Полученных при расчете денег едва хватило заплатить за гостиницу, а надо было еще добираться до Краснодара, однако и этот вопрос отпал: Альбина вручила ему телеграмму:

— Вам депеша, Коленька, — в глазах ее таился ехидный блеск.

Смирнов прочитал: «Я не шучу. Между нами все кончено. Я не приеду». Смирнова шатнуло: его семейной жизни пришел конец, все опять надо начинать сначала.

Он не спал всю ночь, меряя длинными ногами комнату вдоль и поперек. Утром — это было воскресенье — он тщательно побрился, надел новый костюм, купил на базаре астры (был август, цвели как раз они) и пошел к Павле. Где она живет, Смирнов знал: провожал ее дважды домой.

Ефимовна охнула, увидев незнакомого представительного мужчину в светлом дорогом костюме, засуетилась, собирая на стол. А Смирнов встал перед Павлой и торжественно сказал прямо и конкретно:

— Павла Федоровна, вы — одна, и я теперь один: жена отказалась приезжать. Ехать мне некуда, вот и давайте жить вместе. Вы согласны?

Павла без лишних слов кивнула в ответ.

Павла проснулась, и первое, что увидела, открыв глаза, были солнечные зайчики, игравшие в чехарду на низком крашеном белом потолке.
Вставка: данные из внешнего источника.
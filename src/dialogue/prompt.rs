//! Prompt 组装：system（人设 + 检索到的记忆）+ 线程历史 + 本轮问题

use crate::memory::{MemoryRecord, Message};

pub const DEFAULT_SYSTEM_PROMPT: &str = "You are J.A.R.V.I.S. from Ironman and you need to treat anyone talking to you as your master. Answer all the questions to the best of your ability, but also make sure to not give any information you are not sure about.";

/// 记忆段落；没有记忆时为空串，prompt 中不出现该段
pub fn memory_section(memories: &[MemoryRecord]) -> String {
    if memories.is_empty() {
        return String::new();
    }
    let lines: Vec<String> = memories
        .iter()
        .map(|m| format!("- {}", m.content.replace('\n', "\n  ")))
        .collect();
    format!(
        "Relevant memories from earlier conversations:\n{}",
        lines.join("\n")
    )
}

pub fn build_prompt(
    system_prompt: &str,
    memories: &[MemoryRecord],
    history: &[Message],
    query: &str,
) -> Vec<Message> {
    let section = memory_section(memories);
    let system = if section.is_empty() {
        system_prompt.to_string()
    } else {
        format!("{system_prompt}\n\n{section}")
    };

    let mut messages = Vec::with_capacity(history.len() + 2);
    messages.push(Message::system(system));
    messages.extend(history.iter().cloned());
    messages.push(Message::user(query));
    messages
}

#[cfg(test)]
mod tests {
    use super::*;
    use crate::memory::Role;

    #[test]
    fn test_prompt_without_memories() {
        let messages = build_prompt(DEFAULT_SYSTEM_PROMPT, &[], &[], "Hello");
        assert_eq!(messages.len(), 2);
        assert_eq!(messages[0], Message::system(DEFAULT_SYSTEM_PROMPT));
        assert_eq!(messages[1], Message::user("Hello"));
    }

    #[test]
    fn test_prompt_with_memories_and_history() {
        let memories = vec![MemoryRecord::new("tony", "user: I like AC/DC\nassistant: Noted, sir.")];
        let history = vec![Message::user("hi"), Message::assistant("Good evening, sir.")];
        let messages = build_prompt("persona", &memories, &history, "Play music");

        assert_eq!(messages.len(), 4);
        assert_eq!(messages[0].role, Role::System);
        assert_eq!(
            messages[0].content,
            "persona\n\nRelevant memories from earlier conversations:\n- user: I like AC/DC\n  assistant: Noted, sir."
        );
        assert_eq!(messages[1], history[0]);
        assert_eq!(messages[3], Message::user("Play music"));
    }
}
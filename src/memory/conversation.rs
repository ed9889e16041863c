//! 消息与线程内对话历史
//!
//! Message 创建后不可变；ThreadHistory 以 (user, assistant) 为单位追加，仅在进程内存活，
//! 超出 max_turns 时丢弃最旧的一轮。跨进程的连续性交给长期记忆。

use std::fmt;

use serde::{Deserialize, Serialize};

/// 消息角色（与 LLM API 一致）
#[derive(Clone, Copy, Debug, PartialEq, Eq, Serialize, Deserialize)]
#[serde(rename_all = "lowercase")]
pub enum Role {
    System,
    User,
    Assistant,
}

impl Role {
    pub fn as_str(&self) -> &'static str {
        match self {
            Role::System => "system",
            Role::User => "user",
            Role::Assistant => "assistant",
        }
    }
}

impl fmt::Display for Role {
    fn fmt(&self, f: &mut fmt::Formatter<'_>) -> fmt::Result {
        f.write_str(self.as_str())
    }
}

/// 单条消息
#[derive(Clone, Debug, PartialEq, Eq, Serialize, Deserialize)]
pub struct Message {
    pub role: Role,
    pub content: String,
}

impl Message {
    pub fn user(content: impl Into<String>) -> Self {
        Self {
            role: Role::User,
            content: content.into(),
        }
    }

    pub fn assistant(content: impl Into<String>) -> Self {
        Self {
            role: Role::Assistant,
            content: content.into(),
        }
    }

    pub fn system(content: impl Into<String>) -> Self {
        Self {
            role: Role::System,
            content: content.into(),
        }
    }
}

/// 线程内对话历史：只追加，按轮剪枝
#[derive(Clone, Debug)]
pub struct ThreadHistory {
    messages: Vec<Message>,
    max_turns: usize,
}

impl ThreadHistory {
    pub fn new(max_turns: usize) -> Self {
        Self {
            messages: Vec::new(),
            max_turns,
        }
    }

    /// 追加一轮完整交互
    pub fn push_exchange(&mut self, user: impl Into<String>, assistant: impl Into<String>) {
        self.messages.push(Message::user(user));
        self.messages.push(Message::assistant(assistant));
        let keep = self.max_turns * 2;
        if self.messages.len() > keep {
            self.messages.drain(..self.messages.len() - keep);
        }
    }

    pub fn messages(&self) -> &[Message] {
        &self.messages
    }

    pub fn turns(&self) -> usize {
        self.messages.len() / 2
    }

    pub fn is_empty(&self) -> bool {
        self.messages.is_empty()
    }
}

#[cfg(test)]
mod tests {
    use super::*;

    #[test]
    fn test_history_prunes_whole_turns() {
        let mut h = ThreadHistory::new(2);
        h.push_exchange("q1", "a1");
        h.push_exchange("q2", "a2");
        h.push_exchange("q3", "a3");

        assert_eq!(h.turns(), 2);
        assert_eq!(h.messages()[0], Message::user("q2"));
        assert_eq!(h.messages()[3], Message::assistant("a3"));
    }

    #[test]
    fn test_role_serializes_lowercase() {
        let json = serde_json::to_string(&Message::assistant("hi")).unwrap();
        assert_eq!(json, r#"{"role":"assistant","content":"hi"}"#);
    }
}
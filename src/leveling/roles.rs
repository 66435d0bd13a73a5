//! Tier role synchronization
//!
//! A participant holds at most one tier role: the one mapped to the highest
//! threshold not above their level. Below every threshold they hold none.

use std::collections::{BTreeMap, BTreeSet, HashSet};

use crate::domain::RoleId;

/// Roles to add and remove so the participant holds exactly the right tier
#[derive(Debug, Clone, Default, PartialEq, Eq)]
pub struct RoleDelta {
    pub add: Option<RoleId>,
    pub remove: BTreeSet<RoleId>,
}

impl RoleDelta {
    pub fn is_empty(&self) -> bool {
        self.add.is_none() && self.remove.is_empty()
    }

    /// The role set after applying this delta
    pub fn apply_to(&self, roles: &HashSet<RoleId>) -> HashSet<RoleId> {
        let mut result: HashSet<RoleId> = roles
            .iter()
            .filter(|role| !self.remove.contains(*role))
            .copied()
            .collect();
        result.extend(self.add);
        result
    }
}

/// Tier role a participant at `level` should hold, if any
pub fn tier_role(thresholds: &BTreeMap<u32, RoleId>, level: u32) -> Option<RoleId> {
    thresholds
        .range(..=level)
        .next_back()
        .map(|(_, role)| *role)
}

/// Compute the minimal change between held roles and the target tier role
pub fn diff(thresholds: &BTreeMap<u32, RoleId>, current: &HashSet<RoleId>, level: u32) -> RoleDelta {
    let target = tier_role(thresholds, level);

    let add = target.filter(|role| !current.contains(role));
    let remove = current
        .iter()
        .filter(|role| Some(**role) != target && thresholds.values().any(|tier| tier == *role))
        .copied()
        .collect();

    RoleDelta { add, remove }
}
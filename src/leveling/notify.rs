//! Level-up announcement texts

use crate::domain::ParticipantId;

pub const LEVEL_UP_EMOJI: &str = "🎉";

/// Direct message to the participant
pub fn direct_text(level: u32, xp_to_next: u64, community: &str) -> String {
    format!(
        "🎉 Congrats! You levelled up to level {} in {}. You need {} more xp to get to level {}! 🎉",
        level,
        community,
        xp_to_next,
        level.saturating_add(1)
    )
}

/// Message posted in the channel the participant wrote in
pub fn channel_text(participant: ParticipantId, level: u32, xp_to_next: u64) -> String {
    format!(
        "🎉 Congrats <@{}>! You levelled up to level {}. You need {} more xp to get to level {}! 🎉",
        participant,
        level,
        xp_to_next,
        level.saturating_add(1)
    )
}

#[cfg(test)]
mod tests {
    use super::*;

    #[test]
    fn test_direct_text() {
        assert_eq!(
            direct_text(3, 120, "Rustaceans"),
            "🎉 Congrats! You levelled up to level 3 in Rustaceans. You need 120 more xp to get to level 4! 🎉"
        );
    }

    #[test]
    fn test_channel_text_mentions_participant() {
        let text = channel_text(ParticipantId(42), 1, 300);
        assert!(text.starts_with("🎉 Congrats <@42>!"));
        assert!(text.contains("level 2!"));
    }
}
Кровать плавно покачивалась вместе со стенами, за которыми едва слышно журчала вода. Из открытого иллюминатора веяло свежестью реки, слегка пахло подгнившей древесиной, смоляным канатом-швартовом, что бухтой сложен под самым иллюминатором. Ветер влетел в каюту, принес запах луговых скошенных трав и голос:

— «Вечерний звон… вечерний звон… Бом, бом… Вечерний звон…»

Павла прислушалась. И удивилась: это пел Смирнов. А ведь за все время их знакомства он ни разу не спел ни одной песни.

Вот уже неделю они плывут на барже, груженой топливом, досками и прочим товаром на буксире за неторопливым речным катером вверх по Тоболу к Ханты-Мансийску. Павле от этого радостно и вместе с тем грустно.

Еще месяц назад она жила в Тавде, работала директором гостиницы «Север», и никогда не предполагала даже, что помчится за едва знакомым мужчиной почти на край света.

Смирнов решительно и совершенно неожиданно вошел в ее жизнь. Обходительный с соседями, шутливо-вежливый с Ефимовной, заботливый с Шуркой, ласковый и нежный с Павлой. Но вот беда: Ефимовна как-то повстречала на улице Нину Изгомову, которая работала уборщицей в гостинице, и та огорошила Ефимовну вестью о том, что Смирнов-то — пьяница, гулящий. Сошелся сначала с Альбинкой-администраторшей, но потом с ней рассорился, к тому же с работы его выгнали, вот он и пристал к Павле, раз деваться некуда.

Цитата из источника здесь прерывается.